Features, pricing, ratings, and pros and cons, compared head to head.
npq is a free software supply chain security tool. Socket is a commercial software supply chain security tool by Socket. Compare features, ratings, integrations, and community reviews side by side to find the best software supply chain security fit for your security stack. Independent and vendor-neutral: we never sell rankings.
Based on our analysis of NIST CSF 2.0 coverage, core features, company size fit, deployment model, here is our conclusion:
Developers and AppSec teams managing npm/yarn dependencies in CI/CD pipelines should choose npq for its shift-left approach to package auditing; it catches malicious or compromised packages before they land in your codebase, not after deployment. The tool's free pricing and 1,555 GitHub stars reflect solid adoption among teams that value simplicity over scanning breadth. Not ideal if you need deep vulnerability scoring or license compliance checks; npq does one job well and stops there.
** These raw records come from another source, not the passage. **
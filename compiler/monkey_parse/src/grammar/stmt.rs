//! Statements and blocks.

use super::Precedence;
use crate::{ParseError, Parser};
use monkey_ir::{Block, Stmt, StmtId, StmtKind, TokenKind};

impl Parser<'_> {
    pub(crate) fn parse_statement(&mut self) -> Result<StmtId, ParseError> {
        match self.cursor.current_kind() {
            TokenKind::Let => self.parse_let(),
            TokenKind::Return => self.parse_return(),
            _ => self.parse_expr_stmt(),
        }
    }

    /// `let name = value;`
    fn parse_let(&mut self) -> Result<StmtId, ParseError> {
        let start = self.cursor.advance().span;
        let name = self.cursor.expect_ident()?;
        self.cursor.expect(TokenKind::Assign)?;
        let value = self.parse_expression(Precedence::Lowest)?;
        self.cursor.eat(TokenKind::Semicolon);

        let span = start.merge(self.cursor.previous_span());
        Ok(self
            .arena
            .alloc_stmt(Stmt::new(StmtKind::Let { name, value }, span)))
    }

    /// `return value;` or a bare `return;`
    fn parse_return(&mut self) -> Result<StmtId, ParseError> {
        let start = self.cursor.advance().span;
        let value = match self.cursor.current_kind() {
            TokenKind::Semicolon | TokenKind::RBrace | TokenKind::Eof => None,
            _ => Some(self.parse_expression(Precedence::Lowest)?),
        };
        self.cursor.eat(TokenKind::Semicolon);

        let span = start.merge(self.cursor.previous_span());
        Ok(self.arena.alloc_stmt(Stmt::new(StmtKind::Return(value), span)))
    }

    fn parse_expr_stmt(&mut self) -> Result<StmtId, ParseError> {
        let start = self.cursor.current_span();
        let expr = self.parse_expression(Precedence::Lowest)?;
        self.cursor.eat(TokenKind::Semicolon);

        let span = start.merge(self.cursor.previous_span());
        Ok(self.arena.alloc_stmt(Stmt::new(StmtKind::Expr(expr), span)))
    }

    /// `{ stmt* }`. Any failing statement fails the whole block.
    pub(crate) fn parse_block(&mut self) -> Result<Block, ParseError> {
        let start = self.cursor.expect(TokenKind::LBrace)?.span;
        let mut stmts = Vec::new();
        while !self.cursor.check(TokenKind::RBrace) && !self.cursor.is_at_end() {
            stmts.push(self.parse_statement()?);
        }
        let end = self.cursor.expect(TokenKind::RBrace)?.span;

        Ok(Block {
            stmts: self.arena.alloc_stmt_list(stmts),
            span: start.merge(end),
        })
    }
}
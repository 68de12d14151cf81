//! Statement nodes.

use super::ExprId;
use crate::{Name, Span};
use std::fmt;

#[derive(Clone, Eq, PartialEq)]
pub struct Stmt {
    pub kind: StmtKind,
    pub span: Span,
}

impl Stmt {
    pub const fn new(kind: StmtKind, span: Span) -> Self {
        Stmt { kind, span }
    }
}

impl fmt::Debug for Stmt {
    fn fmt(&self, f: &mut fmt::Formatter<'_>) -> fmt::Result {
        write!(f, "{:?} @ {:?}", self.kind, self.span)
    }
}

#[derive(Clone, Eq, PartialEq, Debug)]
pub enum StmtKind {
    /// `let name = value;`
    Let { name: Name, value: ExprId },

    /// `return value;` or a bare `return;`
    Return(Option<ExprId>),

    /// An expression in statement position.
    Expr(ExprId),
}
//! Error recovery for the parser.
//!
//! After a statement fails the parser skips ahead to a statement boundary and
//! carries on, so one typo yields one error instead of aborting the parse.

use super::cursor::Cursor;
use monkey_ir::TokenKind;
use tracing::debug;

const _: () = assert!(
    TokenKind::COUNT <= 64,
    "TokenSet uses a u64 bitset; every TokenKind index must be < 64"
);

/// A set of token kinds as a bitset; one bit per `TokenKind` index.
#[derive(Clone, Copy, Debug, PartialEq, Eq, Default)]
pub struct TokenSet(u64);

impl TokenSet {
    #[inline]
    pub const fn new() -> Self {
        Self(0)
    }

    /// Add a token kind (builder form for const contexts).
    #[inline]
    #[must_use]
    pub const fn with(self, kind: TokenKind) -> Self {
        Self(self.0 | (1u64 << kind.index()))
    }

    #[inline]
    pub const fn contains(self, kind: TokenKind) -> bool {
        (self.0 & (1u64 << kind.index())) != 0
    }
}

/// Tokens that begin a statement the parser can restart on.
pub const STMT_START: TokenSet = TokenSet::new()
    .with(TokenKind::Let)
    .with(TokenKind::Return)
    .with(TokenKind::Eof);

/// Skip to the next statement boundary.
///
/// Stops in front of any token in `recovery`, or just past a `;`. Returns
/// `true` if a boundary was found before EOF.
pub fn synchronize(cursor: &mut Cursor<'_>, recovery: TokenSet) -> bool {
    let start = cursor.position();
    while !cursor.is_at_end() {
        if recovery.contains(cursor.current_kind()) {
            break;
        }
        if cursor.eat(TokenKind::Semicolon) {
            break;
        }
        cursor.advance();
    }
    debug!(
        skipped = cursor.position() - start,
        at = %cursor.current_kind(),
        "synchronized after parse error"
    );
    !cursor.is_at_end()
}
Development teams and AppSec leads shipping npm or PyPI dependencies need Socket to catch malicious packages before they land in production, since it detects behavioral patterns like data exfiltration and RCE that static analysis misses. The tool's real-time blocking during the window before registry removal gives you protection when the threat is still live and most dangerous, and its coverage across GV.SC supply chain risk management and ID.RA risk assessment reflects actual supply chain hardening. Skip this if your organization runs primarily on compiled languages or Java ecosystems where your attack surface is fundamentally different.
A tool that safely installs packages with npm/yarn by auditing them as part of your install process.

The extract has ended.